Dalam survei yang dilakukan beberapa lembaga internasional dua tahun terakhir, Indonesia selalu ditempatkan sebagai salah satu negara dengan tingkat religiositas teratas.
Pada 2020, misalnya, lembaga Pew Research Center (PRC) melakukan survei bertajuk ”The Global God Divide” kepada 38.426 responden di 34 negara. Dari survei tersebut ditemukan bahwa 96 persen responden dari Indonesia percaya bahwa Tuhan dan agama berperan penting dalam banyak aspek kehidupan, baik sebagai sumber nilai, pengaturan masyarakat, maupun dalam membentuk karakter moral.

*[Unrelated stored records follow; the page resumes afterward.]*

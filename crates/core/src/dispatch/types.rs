//! Types for dispatch operations.

use serde::Deserialize;
use thiserror::Error;

use crate::fleet::Drone;
use crate::flight::TripHandle;
use crate::geo::Location;

/// Errors surfaced synchronously to the dispatch caller.
#[derive(Debug, Error)]
pub enum DispatchError {
    #[error("Invalid dispatch request: {0}")]
    InvalidRequest(String),

    #[error("No drone available for assignment")]
    NoDroneAvailable,

    #[error("Drone {name} has low battery ({battery}%), choose another drone")]
    LowBattery { name: String, battery: u8 },
}

/// A request to start a delivery.
#[derive(Debug, Clone, Deserialize)]
#[serde(rename_all = "camelCase")]
pub struct DispatchRequest {
    pub order_id: String,
    /// Originating branch, informational only.
    #[serde(default)]
    pub branch_id: Option<String>,
    /// Explicitly requested drone; otherwise any eligible drone is chosen.
    #[serde(default)]
    pub drone_id: Option<String>,
    pub start_location: Location,
    pub end_location: Location,
}

/// Result of a successful dispatch: the reserved drone's public view plus a
/// handle to the autonomous trip task.
#[derive(Debug)]
pub struct Dispatched {
    pub drone: Drone,
    pub handle: TripHandle,
}
//! In-memory branch store backed by an R-tree.

use std::collections::HashMap;

use async_trait::async_trait;
use chrono::Utc;
use rstar::primitives::GeomWithData;
use rstar::RTree;
use tokio::sync::RwLock;
use tracing::info;
use uuid::Uuid;

use crate::geo::Location;

use super::store::BranchStore;
use super::types::{Branch, BranchError, CreateBranchRequest, UpdateBranchRequest};

const DEFAULT_OPERATING_HOURS: &str = "9:00 AM - 10:00 PM";

/// A branch position in the spatial index: unit-sphere cartesian coordinates
/// tagged with the branch id. Euclidean (chord) nearest-neighbour on the unit
/// sphere is great-circle nearest-neighbour.
type BranchPoint = GeomWithData<[f64; 3], String>;

struct Inner {
    branches: HashMap<String, Branch>,
    index: RTree<BranchPoint>,
}

impl Inner {
    /// Rebuild the index from scratch. Branch edits are rare and the catalog
    /// is small; proximity queries are the hot path.
    fn rebuild_index(&mut self) {
        let points: Vec<BranchPoint> = self
            .branches
            .values()
            .map(|b| BranchPoint::new(b.location.to_unit_sphere(), b.id.clone()))
            .collect();
        self.index = RTree::bulk_load(points);
    }
}

/// In-memory implementation of [`BranchStore`].
pub struct MemoryBranchStore {
    inner: RwLock<Inner>,
}

impl MemoryBranchStore {
    pub fn new() -> Self {
        Self {
            inner: RwLock::new(Inner {
                branches: HashMap::new(),
                index: RTree::new(),
            }),
        }
    }
}

impl Default for MemoryBranchStore {
    fn default() -> Self {
        Self::new()
    }
}

#[async_trait]
impl BranchStore for MemoryBranchStore {
    async fn nearest(&self, point: Location) -> Result<Branch, BranchError> {
        let inner = self.inner.read().await;

        let hit = inner
            .index
            .nearest_neighbor(&point.to_unit_sphere())
            .ok_or(BranchError::NoBranches)?;

        inner
            .branches
            .get(&hit.data)
            .cloned()
            .ok_or(BranchError::NoBranches)
    }

    async fn create(&self, request: CreateBranchRequest) -> Result<Branch, BranchError> {
        let mut inner = self.inner.write().await;

        let now = Utc::now();
        let branch = Branch {
            id: Uuid::new_v4().to_string(),
            name: request.name,
            address: request.address,
            location: request.location,
            operating_hours: request
                .operating_hours
                .unwrap_or_else(|| DEFAULT_OPERATING_HOURS.to_string()),
            phone_number: request.phone_number,
            created_at: now,
            updated_at: now,
        };

        inner.branches.insert(branch.id.clone(), branch.clone());
        inner.rebuild_index();
        info!("Registered branch {} ({})", branch.name, branch.id);
        Ok(branch)
    }

    async fn get(&self, id: &str) -> Result<Branch, BranchError> {
        self.inner
            .read()
            .await
            .branches
            .get(id)
            .cloned()
            .ok_or_else(|| BranchError::NotFound(id.to_string()))
    }

    async fn list(&self) -> Vec<Branch> {
        let mut all: Vec<Branch> = self.inner.read().await.branches.values().cloned().collect();
        all.sort_by(|a, b| a.name.cmp(&b.name));
        all
    }

    async fn update(&self, id: &str, request: UpdateBranchRequest) -> Result<Branch, BranchError> {
        let mut inner = self.inner.write().await;

        let branch = inner
            .branches
            .get_mut(id)
            .ok_or_else(|| BranchError::NotFound(id.to_string()))?;

        if let Some(name) = request.name {
            branch.name = name;
        }
        if let Some(address) = request.address {
            branch.address = address;
        }
        if let Some(hours) = request.operating_hours {
            branch.operating_hours = hours;
        }
        if let Some(phone) = request.phone_number {
            branch.phone_number = Some(phone);
        }
        let moved = request.location.is_some();
        if let Some(location) = request.location {
            branch.location = location;
        }
        branch.updated_at = Utc::now();
        let updated = branch.clone();

        if moved {
            inner.rebuild_index();
        }
        Ok(updated)
    }

    async fn delete(&self, id: &str) -> Result<(), BranchError> {
        let mut inner = self.inner.write().await;

        if inner.branches.remove(id).is_none() {
            return Err(BranchError::NotFound(id.to_string()));
        }
        inner.rebuild_index();
        info!("Removed branch {}", id);
        Ok(())
    }
}
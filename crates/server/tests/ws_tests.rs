//! Live-socket tests for the tracking endpoint.
//!
//! These bind a real listener instead of driving the router with `oneshot`,
//! since the websocket upgrade needs an actual connection.

mod common;

use std::time::Duration;

use futures::{SinkExt, StreamExt};
use tokio::net::TcpListener;
use tokio_tungstenite::connect_async;
use tokio_tungstenite::tungstenite::Message;

use skyfleet_core::{DeliveryEvent, Location, TripStats};

use common::TestFixture;

async fn serve_fixture(fixture: &TestFixture) -> std::net::SocketAddr {
    let listener = TcpListener::bind("127.0.0.1:0")
        .await
        .expect("Failed to bind test listener");
    let addr = listener.local_addr().expect("Failed to read local addr");
    let router = fixture.router.clone();
    tokio::spawn(async move {
        axum::serve(listener, router)
            .await
            .expect("Test server failed");
    });
    addr
}

fn delivering(order_id: &str) -> DeliveryEvent {
    DeliveryEvent::Delivering {
        order_id: order_id.to_string(),
        drone_id: "falcon-1".to_string(),
        location: Location::new(10.77, 106.69),
        progress: 0.25,
        stats: TripStats::from_km(4.72, 1.18, 3.54),
        message: "Drone falcon-1 is delivering order".to_string(),
    }
}

#[tokio::test]
async fn test_join_order_room_receives_delivery_frames() {
    let fixture = TestFixture::new().await;
    let addr = serve_fixture(&fixture).await;

    let (mut ws, _) = connect_async(format!("ws://{}/ws", addr))
        .await
        .expect("Failed to connect");
    ws.send(Message::Text(
        serde_json::json!({ "type": "join_order_room", "orderId": "order-77" })
            .to_string()
            .into(),
    ))
    .await
    .expect("Failed to send join");

    // The join is processed asynchronously and events are never replayed,
    // so publish until a frame comes through.
    let deadline = tokio::time::Instant::now() + Duration::from_secs(2);
    let frame = loop {
        assert!(
            tokio::time::Instant::now() < deadline,
            "No delivery frame received"
        );
        fixture.broadcaster.publish("order-77", delivering("order-77"));
        match tokio::time::timeout(Duration::from_millis(50), ws.next()).await {
            Ok(Some(Ok(Message::Text(text)))) => break text,
            _ => {}
        }
    };

    let value: serde_json::Value =
        serde_json::from_str(&frame).expect("Frame was not valid JSON");
    assert_eq!(value["status"], "DELIVERING");
    assert_eq!(value["orderId"], "order-77");
    assert_eq!(value["droneId"], "falcon-1");
    assert_eq!(value["stats"]["total"], "4.72 km");
}

#[tokio::test]
async fn test_disconnect_reaps_unwatched_order_scope() {
    let fixture = TestFixture::new().await;
    let addr = serve_fixture(&fixture).await;

    let (mut ws, _) = connect_async(format!("ws://{}/ws", addr))
        .await
        .expect("Failed to connect");
    ws.send(Message::Text(
        serde_json::json!({ "type": "join_order_room", "orderId": "no-such-order" })
            .to_string()
            .into(),
    ))
    .await
    .expect("Failed to send join");

    let deadline = tokio::time::Instant::now() + Duration::from_secs(2);
    while fixture.broadcaster.scope_count() != 1 {
        assert!(
            tokio::time::Instant::now() < deadline,
            "Join was never processed"
        );
        tokio::time::sleep(Duration::from_millis(5)).await;
    }

    // The order never dispatches, so only the disconnect can free the scope.
    ws.close(None).await.expect("Failed to close");
    drop(ws);

    let deadline = tokio::time::Instant::now() + Duration::from_secs(2);
    while fixture.broadcaster.scope_count() != 0 {
        assert!(
            tokio::time::Instant::now() < deadline,
            "Abandoned order scope was never reaped"
        );
        tokio::time::sleep(Duration::from_millis(5)).await;
    }
}
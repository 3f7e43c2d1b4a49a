use super::{types::Config, ConfigError};

/// Validate configuration
/// Currently validates:
/// - Server port is not 0
/// - Battery values are percentages
/// - Simulator step and tick interval are in range
/// - Order service URL is present
pub fn validate_config(config: &Config) -> Result<(), ConfigError> {
    if config.server.port == 0 {
        return Err(ConfigError::ValidationError(
            "server.port cannot be 0".to_string(),
        ));
    }

    if config.fleet.low_battery_threshold > 100 {
        return Err(ConfigError::ValidationError(
            "fleet.low_battery_threshold must be a percentage (0-100)".to_string(),
        ));
    }

    if config.fleet.trip_battery_cost > 100 {
        return Err(ConfigError::ValidationError(
            "fleet.trip_battery_cost must be a percentage (0-100)".to_string(),
        ));
    }

    if config.simulator.tick_interval_ms == 0 {
        return Err(ConfigError::ValidationError(
            "simulator.tick_interval_ms cannot be 0".to_string(),
        ));
    }

    if !(config.simulator.progress_step > 0.0 && config.simulator.progress_step <= 1.0) {
        return Err(ConfigError::ValidationError(
            "simulator.progress_step must be in (0, 1]".to_string(),
        ));
    }

    if config.order_service.url.is_empty() {
        return Err(ConfigError::ValidationError(
            "order_service.url cannot be empty".to_string(),
        ));
    }

    Ok(())
}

Baca Berita Seputar Pemilu 2024
Predikat sebagai negara dengan indeks religiositas tertinggi di Asia-Pasifik juga direngkuh Indonesia dalam riset Global Business Policy Institute (2020), dengan responden sebanyak 370.000 orang di 148 negara. Angka religiositas orang Indonesia mencapai 98,7 persen, jauh mengungguli negara-negara tempat kemunculan agama besar di dunia, seperti India (Hindu) dan Arab Saudi (Islam). Survei oleh Statista Global Consumer Survey pada 2021 dengan jumlah responden sebanyak 42.000 orang lagi-lagi menempatkan Indonesia sebagai salah satu negara dengan indeks religiositas tertinggi di dunia.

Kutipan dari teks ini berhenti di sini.